Schools in the district (with 2020–21 enrollment data from the National Center for Education Statistics) are:
- Elementary schools
- Brookdale Avenue School with 131 students in grades K-4
  - Nicole Stuto, principal
- Frederic N. Brown School with 274 students in grades K-4
  - Anthony Lanzo, principal
- Forest Avenue School with 213 students in grades K-4
  - Jeffrey Monacelli, principal
- Laning Avenue School with 233 students in grades PreK-4
  - Howard Freund, principal
- Middle school
- Henry B. Whitehorne Middle School with 643 students in grades 5-8
  - David Galbierczyk, principal
- High school
- Verona High School with 686 students in grades 9-12
  - Joshua Cogdill, principal

==Administration==
Core members of the district's administration are:
- Diane DiGiuseppe, superintendent of schools
- Jorge Cruz, school business administrator and board secretary

==Board of education==
The district's board of education, composed of five members, sets policy and oversees the fiscal and educational operation of the district through its administration.

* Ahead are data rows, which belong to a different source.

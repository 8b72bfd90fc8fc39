//! Draft order models (operator cart)
//!
//! A draft is one operator's in-progress cart: header + line items + per-item
//! add-ons. Header totals are a pure function of the current item set and are
//! only ever written by the engine's recompute pass.

use serde::{Deserialize, Serialize};

use crate::util::{new_id, now_millis};

/// Draft order header
///
/// Invariant: at most one non-held draft exists per operator at a time.
#[derive(Debug, Clone, Serialize, Deserialize)]
pub struct DraftOrder {
    pub id: String,
    pub operator_id: String,
    pub customer_id: Option<String>,
    pub table_id: Option<String>,
    /// Session the draft will attach to on confirmation, if pre-selected
    pub session_id: Option<String>,
    pub subtotal: f64,
    /// Manual order-level discount
    pub discount: f64,
    pub tax: f64,
    pub total: f64,
    /// Held drafts are parked and excluded from the active lookup
    pub on_hold: bool,
    pub created_at: i64,
    pub updated_at: i64,
}

impl DraftOrder {
    pub fn new(
        operator_id: impl Into<String>,
        customer_id: Option<String>,
        table_id: Option<String>,
    ) -> Self {
        let now = now_millis();
        Self {
            id: new_id(),
            operator_id: operator_id.into(),
            customer_id,
            table_id,
            session_id: None,
            subtotal: 0.0,
            discount: 0.0,
            tax: 0.0,
            total: 0.0,
            on_hold: false,
            created_at: now,
            updated_at: now,
        }
    }
}

/// Draft line item
///
/// Invariants: `total = subtotal - discount`; `subtotal` is consistent with
/// `quantity * unit_price` plus add-on lines, unless complimentary (then the
/// discount absorbs the full subtotal).
#[derive(Debug, Clone, Serialize, Deserialize)]
pub struct DraftItem {
    pub id: String,
    pub draft_id: String,
    /// None for composite packages without a single backing product
    pub product_id: Option<i64>,
    pub name: String,
    pub quantity: i64,
    pub unit_price: f64,
    pub subtotal: f64,
    pub discount: f64,
    pub total: f64,
    pub is_vip_priced: bool,
    pub is_complimentary: bool,
    pub note: Option<String>,
}

/// Add-on attached to a draft item (pure child, same lifecycle)
#[derive(Debug, Clone, Serialize, Deserialize)]
pub struct ItemAddon {
    pub id: String,
    pub item_id: String,
    pub addon_id: i64,
    pub name: String,
    pub price: f64,
    pub quantity: i64,
}

/// Input payload for adding an item to a draft
#[derive(Debug, Clone, Serialize, Deserialize)]
pub struct DraftItemInput {
    pub product_id: Option<i64>,
    pub name: String,
    pub quantity: i64,
    pub unit_price: f64,
    #[serde(default)]
    pub is_vip_priced: bool,
    #[serde(default)]
    pub is_complimentary: bool,
    pub note: Option<String>,
    #[serde(default)]
    pub addons: Vec<AddonInput>,
}

/// Input payload for an item add-on
#[derive(Debug, Clone, Serialize, Deserialize)]
pub struct AddonInput {
    pub addon_id: i64,
    pub name: String,
    pub price: f64,
    pub quantity: i64,
}

/// Partial update for a draft item; `None` fields are left untouched
#[derive(Debug, Clone, Default, Serialize, Deserialize)]
pub struct ItemChanges {
    pub quantity: Option<i64>,
    pub unit_price: Option<f64>,
    pub note: Option<String>,
    pub is_complimentary: Option<bool>,
}
//! Catalog collaborator
//!
//! The product catalog is external: the engine reads product snapshots from
//! it and pushes durable stock decrements back at reservation commit. The
//! trait keeps the engine independent of whatever store actually backs the
//! catalog; `MemoryCatalog` serves tests and embedded deployments.

use async_trait::async_trait;
use parking_lot::RwLock;
use shared::models::Product;
use std::collections::HashMap;
use thiserror::Error;

/// Catalog collaborator errors
#[derive(Debug, Error)]
pub enum CatalogError {
    #[error("product not found: {0}")]
    NotFound(i64),

    /// Durable stock would go negative: a concurrent external adjustment
    /// dropped stock below the committed reservation.
    #[error("stock conflict for product {0}")]
    Conflict(i64),

    #[error("catalog unavailable: {0}")]
    Unavailable(String),
}

pub type CatalogResult<T> = Result<T, CatalogError>;

/// External product catalog
#[async_trait]
pub trait Catalog: Send + Sync {
    /// Fetch a single product snapshot
    async fn get_product(&self, id: i64) -> CatalogResult<Option<Product>>;

    /// Fetch all active products (engine startup seed)
    async fn get_products(&self) -> CatalogResult<Vec<Product>>;

    /// Durably decrement stock; fails with `Conflict` if the count would go
    /// negative. Called only at reservation commit.
    async fn decrement_stock(&self, id: i64, qty: i64) -> CatalogResult<()>;

    /// Compensating increment for a commit that failed mid-flight. Must not
    /// fail for counts the engine previously decremented.
    async fn restore_stock(&self, id: i64, qty: i64) -> CatalogResult<()>;
}

/// In-memory catalog implementation
#[derive(Debug, Default)]
pub struct MemoryCatalog {
    products: RwLock<HashMap<i64, Product>>,
}

impl MemoryCatalog {
    pub fn new() -> Self {
        Self::default()
    }

    pub fn with_products(products: impl IntoIterator<Item = Product>) -> Self {
        let catalog = Self::new();
        catalog.upsert_all(products);
        catalog
    }

    pub fn upsert(&self, product: Product) {
        self.products.write().insert(product.id, product);
    }

    pub fn upsert_all(&self, products: impl IntoIterator<Item = Product>) {
        let mut map = self.products.write();
        for product in products {
            map.insert(product.id, product);
        }
    }

    /// Current durable stock, for test assertions
    pub fn stock_of(&self, id: i64) -> Option<i64> {
        self.products.read().get(&id).map(|p| p.stock)
    }
}

#[async_trait]
impl Catalog for MemoryCatalog {
    async fn get_product(&self, id: i64) -> CatalogResult<Option<Product>> {
        Ok(self.products.read().get(&id).cloned())
    }

    async fn get_products(&self) -> CatalogResult<Vec<Product>> {
        Ok(self
            .products
            .read()
            .values()
            .filter(|p| p.is_active)
            .cloned()
            .collect())
    }

    async fn decrement_stock(&self, id: i64, qty: i64) -> CatalogResult<()> {
        let mut map = self.products.write();
        let product = map.get_mut(&id).ok_or(CatalogError::NotFound(id))?;
        if product.stock < qty {
            return Err(CatalogError::Conflict(id));
        }
        product.stock -= qty;
        Ok(())
    }

    async fn restore_stock(&self, id: i64, qty: i64) -> CatalogResult<()> {
        let mut map = self.products.write();
        let product = map.get_mut(&id).ok_or(CatalogError::NotFound(id))?;
        product.stock += qty;
        Ok(())
    }
}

As a Type II school district, the board's trustees are elected directly by voters to serve three-year terms of office on a staggered basis, with either one or two seats up for election each year held (since 2012) as part of the November general election. The board appoints a superintendent to oversee the district's day-to-day operations and a business administrator to supervise the business functions of the district.